_Requirement_
All lines in the data below carrying the string "must" are to be located and copied.

Start of Source data

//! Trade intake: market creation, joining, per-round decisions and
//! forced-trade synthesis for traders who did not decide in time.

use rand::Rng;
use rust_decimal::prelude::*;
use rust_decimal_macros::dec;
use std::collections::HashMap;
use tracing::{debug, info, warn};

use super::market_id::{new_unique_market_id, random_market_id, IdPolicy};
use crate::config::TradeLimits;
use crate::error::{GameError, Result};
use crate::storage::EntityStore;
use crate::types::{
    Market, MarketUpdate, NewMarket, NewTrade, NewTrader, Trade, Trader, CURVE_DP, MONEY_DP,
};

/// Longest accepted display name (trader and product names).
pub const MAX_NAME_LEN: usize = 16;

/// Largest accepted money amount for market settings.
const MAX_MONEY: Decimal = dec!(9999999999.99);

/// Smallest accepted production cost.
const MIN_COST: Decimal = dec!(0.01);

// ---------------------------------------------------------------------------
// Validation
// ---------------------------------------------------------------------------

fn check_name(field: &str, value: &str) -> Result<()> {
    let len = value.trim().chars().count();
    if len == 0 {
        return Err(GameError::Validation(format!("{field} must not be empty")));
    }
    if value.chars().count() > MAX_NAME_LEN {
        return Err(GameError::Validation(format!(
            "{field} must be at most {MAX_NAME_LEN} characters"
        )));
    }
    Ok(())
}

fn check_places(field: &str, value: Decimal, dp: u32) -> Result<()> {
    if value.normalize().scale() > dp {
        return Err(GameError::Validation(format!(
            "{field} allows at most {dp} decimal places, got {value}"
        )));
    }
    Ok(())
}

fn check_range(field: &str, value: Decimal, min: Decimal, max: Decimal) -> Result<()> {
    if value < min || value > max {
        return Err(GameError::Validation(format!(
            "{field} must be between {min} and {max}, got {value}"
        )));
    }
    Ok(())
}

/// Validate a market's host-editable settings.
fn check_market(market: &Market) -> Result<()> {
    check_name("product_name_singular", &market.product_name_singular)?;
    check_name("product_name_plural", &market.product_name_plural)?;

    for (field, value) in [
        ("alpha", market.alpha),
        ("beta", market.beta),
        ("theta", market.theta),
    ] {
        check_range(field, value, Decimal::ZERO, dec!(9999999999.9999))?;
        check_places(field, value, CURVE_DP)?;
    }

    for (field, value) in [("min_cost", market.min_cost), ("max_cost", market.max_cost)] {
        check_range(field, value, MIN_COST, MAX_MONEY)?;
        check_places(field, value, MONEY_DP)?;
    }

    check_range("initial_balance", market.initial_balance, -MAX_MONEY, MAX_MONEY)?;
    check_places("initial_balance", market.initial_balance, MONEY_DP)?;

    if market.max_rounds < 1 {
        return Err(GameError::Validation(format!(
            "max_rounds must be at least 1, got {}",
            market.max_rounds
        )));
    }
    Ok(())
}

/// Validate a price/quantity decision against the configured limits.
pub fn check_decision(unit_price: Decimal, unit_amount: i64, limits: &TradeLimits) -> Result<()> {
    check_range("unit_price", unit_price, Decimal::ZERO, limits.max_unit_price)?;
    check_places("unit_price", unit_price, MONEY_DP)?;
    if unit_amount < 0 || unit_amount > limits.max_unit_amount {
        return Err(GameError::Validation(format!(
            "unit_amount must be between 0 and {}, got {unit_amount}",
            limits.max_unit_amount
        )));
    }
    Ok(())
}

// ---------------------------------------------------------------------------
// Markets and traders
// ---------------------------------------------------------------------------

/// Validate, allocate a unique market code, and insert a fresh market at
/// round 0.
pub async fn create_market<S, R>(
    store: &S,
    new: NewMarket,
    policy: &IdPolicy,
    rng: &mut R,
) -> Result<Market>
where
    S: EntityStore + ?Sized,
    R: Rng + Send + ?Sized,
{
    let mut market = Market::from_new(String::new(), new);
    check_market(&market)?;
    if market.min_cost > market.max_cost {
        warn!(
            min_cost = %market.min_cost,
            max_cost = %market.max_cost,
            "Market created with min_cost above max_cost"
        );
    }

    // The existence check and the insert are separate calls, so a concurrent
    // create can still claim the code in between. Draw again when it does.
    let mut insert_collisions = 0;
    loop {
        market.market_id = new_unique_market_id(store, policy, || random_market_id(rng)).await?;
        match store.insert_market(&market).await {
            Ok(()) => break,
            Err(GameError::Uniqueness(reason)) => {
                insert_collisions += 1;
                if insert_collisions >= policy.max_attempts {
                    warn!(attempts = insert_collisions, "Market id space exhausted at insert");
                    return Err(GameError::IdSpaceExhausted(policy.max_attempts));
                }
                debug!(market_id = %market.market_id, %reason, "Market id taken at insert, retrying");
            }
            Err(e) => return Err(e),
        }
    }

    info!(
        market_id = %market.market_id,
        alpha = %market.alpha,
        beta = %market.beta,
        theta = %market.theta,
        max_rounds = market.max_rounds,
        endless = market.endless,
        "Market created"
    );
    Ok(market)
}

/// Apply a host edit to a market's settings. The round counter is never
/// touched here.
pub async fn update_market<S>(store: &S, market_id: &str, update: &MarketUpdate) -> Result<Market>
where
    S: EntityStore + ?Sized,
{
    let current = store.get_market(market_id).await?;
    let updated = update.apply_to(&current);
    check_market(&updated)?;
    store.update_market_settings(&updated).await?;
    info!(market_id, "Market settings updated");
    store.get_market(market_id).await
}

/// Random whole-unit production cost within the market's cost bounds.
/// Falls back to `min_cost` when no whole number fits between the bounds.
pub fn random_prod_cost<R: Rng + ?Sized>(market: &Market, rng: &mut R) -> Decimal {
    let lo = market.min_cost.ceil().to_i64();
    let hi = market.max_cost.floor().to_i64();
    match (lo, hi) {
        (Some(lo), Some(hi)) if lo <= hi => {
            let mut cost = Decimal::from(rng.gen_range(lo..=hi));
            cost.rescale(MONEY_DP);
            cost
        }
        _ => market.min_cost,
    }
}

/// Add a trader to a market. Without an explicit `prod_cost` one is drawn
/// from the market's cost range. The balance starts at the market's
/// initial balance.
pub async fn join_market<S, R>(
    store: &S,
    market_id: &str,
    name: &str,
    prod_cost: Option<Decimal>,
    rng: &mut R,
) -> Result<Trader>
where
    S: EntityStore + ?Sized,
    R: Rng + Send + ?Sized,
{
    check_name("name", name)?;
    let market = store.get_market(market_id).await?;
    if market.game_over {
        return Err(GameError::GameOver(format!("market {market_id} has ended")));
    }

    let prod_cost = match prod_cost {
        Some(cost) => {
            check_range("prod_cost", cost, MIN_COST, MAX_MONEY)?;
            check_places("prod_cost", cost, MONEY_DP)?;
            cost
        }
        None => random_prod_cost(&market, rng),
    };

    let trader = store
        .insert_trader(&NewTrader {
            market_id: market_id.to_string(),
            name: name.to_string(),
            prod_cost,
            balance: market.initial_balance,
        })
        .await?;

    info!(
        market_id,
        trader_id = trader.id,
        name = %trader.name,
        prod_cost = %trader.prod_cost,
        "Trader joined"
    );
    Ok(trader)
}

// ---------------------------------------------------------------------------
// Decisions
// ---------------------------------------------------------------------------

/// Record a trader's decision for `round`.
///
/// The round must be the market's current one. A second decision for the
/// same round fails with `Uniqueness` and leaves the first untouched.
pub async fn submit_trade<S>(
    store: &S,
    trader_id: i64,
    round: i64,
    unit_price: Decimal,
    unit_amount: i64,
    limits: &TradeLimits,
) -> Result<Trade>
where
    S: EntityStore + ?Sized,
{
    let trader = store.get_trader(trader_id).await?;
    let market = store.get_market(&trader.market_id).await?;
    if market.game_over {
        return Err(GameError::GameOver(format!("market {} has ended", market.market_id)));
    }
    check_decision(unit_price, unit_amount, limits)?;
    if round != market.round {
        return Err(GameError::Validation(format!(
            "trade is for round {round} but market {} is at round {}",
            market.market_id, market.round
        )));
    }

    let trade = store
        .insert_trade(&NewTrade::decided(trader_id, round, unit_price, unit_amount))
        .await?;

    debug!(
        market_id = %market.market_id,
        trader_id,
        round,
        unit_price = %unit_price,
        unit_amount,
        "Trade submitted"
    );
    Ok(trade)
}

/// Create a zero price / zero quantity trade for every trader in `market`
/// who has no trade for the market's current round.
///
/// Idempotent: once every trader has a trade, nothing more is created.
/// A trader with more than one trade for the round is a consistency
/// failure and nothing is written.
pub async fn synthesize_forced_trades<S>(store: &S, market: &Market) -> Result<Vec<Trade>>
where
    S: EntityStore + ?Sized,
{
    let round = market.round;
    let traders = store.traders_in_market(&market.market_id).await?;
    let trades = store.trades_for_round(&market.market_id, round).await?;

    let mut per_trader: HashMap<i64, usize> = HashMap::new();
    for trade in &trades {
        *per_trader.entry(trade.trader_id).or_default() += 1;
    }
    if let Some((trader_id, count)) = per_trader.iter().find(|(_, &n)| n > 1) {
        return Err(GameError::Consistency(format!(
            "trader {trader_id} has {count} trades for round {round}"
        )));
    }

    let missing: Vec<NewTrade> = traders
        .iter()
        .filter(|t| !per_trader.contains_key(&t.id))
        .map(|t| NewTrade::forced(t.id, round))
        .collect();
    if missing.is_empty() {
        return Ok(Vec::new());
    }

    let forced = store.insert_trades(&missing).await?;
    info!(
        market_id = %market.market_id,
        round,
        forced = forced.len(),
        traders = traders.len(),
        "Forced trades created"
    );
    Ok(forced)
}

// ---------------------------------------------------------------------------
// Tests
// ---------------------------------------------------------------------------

End of Source data

_Reply to the exercise_
        return Err(GameError::Validation(format!("{field} must not be empty")));
            "{field} must be at most {MAX_NAME_LEN} characters"
            "{field} must be between {min} and {max}, got {value}"
            "max_rounds must be at least 1, got {}",
            "unit_amount must be between 0 and {}, got {unit_amount}",
/// The round must be the market's current one. A second decision for the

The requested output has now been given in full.